(Dataset entries)

[Start of section]

//! Access service - decisions for a boundary layer that only holds ids

use std::fmt;
use std::sync::Arc;

use serde::{Deserialize, Serialize};

use crate::access::{AccessDecision, AccessEngine, Action, Principal};
use crate::db::{items, HammerDb, SqliteShares};
use crate::error::{HammerspaceError, Result};
use crate::models::{CollectionId, ItemId};

use super::collection_service::load_collection;

/// Target of a decision
#[derive(Debug, Clone, PartialEq, Eq, Serialize, Deserialize)]
#[serde(tag = "kind", content = "id", rename_all = "lowercase")]
pub enum ObjectRef {
    Collection(CollectionId),
    Item(ItemId),
}

impl fmt::Display for ObjectRef {
    fn fmt(&self, f: &mut fmt::Formatter<'_>) -> fmt::Result {
        match self {
            ObjectRef::Collection(id) => write!(f, "collection {}", id),
            ObjectRef::Item(id) => write!(f, "item {}", id),
        }
    }
}

pub struct AccessService {
    db: Arc<HammerDb>,
}

impl AccessService {
    pub fn new(db: Arc<HammerDb>) -> Self {
        Self { db }
    }

    /// Load the object (and an item's parent) and decide, in one read
    pub fn decide(
        &self,
        principal: &Principal,
        object: &ObjectRef,
        action: Action,
    ) -> Result<AccessDecision> {
        self.db.with_conn(|conn| {
            let engine = AccessEngine::new(SqliteShares(conn));
            match object {
                ObjectRef::Collection(id) => {
                    let collection = load_collection(conn, id)?;
                    engine.authorize(principal, &collection.access(), action)
                }
                ObjectRef::Item(id) => {
                    let item = items::get_item(conn, id)?
                        .ok_or_else(|| HammerspaceError::NotFound(object.to_string()))?;
                    let parent = load_collection(conn, &item.collection_id)?;
                    engine.authorize(principal, &item.access(&parent), action)
                }
            }
        })
    }

    /// [`decide`](Self::decide), with a deny turned into `Forbidden`
    pub fn require(
        &self,
        principal: &Principal,
        object: &ObjectRef,
        action: Action,
    ) -> Result<AccessDecision> {
        self.decide(principal, object, action)?.into_result()
    }
}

[End of section]

Across the data, find each line that has "ObjectRef" in it and copy that line.

pub enum ObjectRef {
impl fmt::Display for ObjectRef {
            ObjectRef::Collection(id) => write!(f, "collection {}", id),
            ObjectRef::Item(id) => write!(f, "item {}", id),
        object: &ObjectRef,
                ObjectRef::Collection(id) => {
                ObjectRef::Item(id) => {
        object: &ObjectRef,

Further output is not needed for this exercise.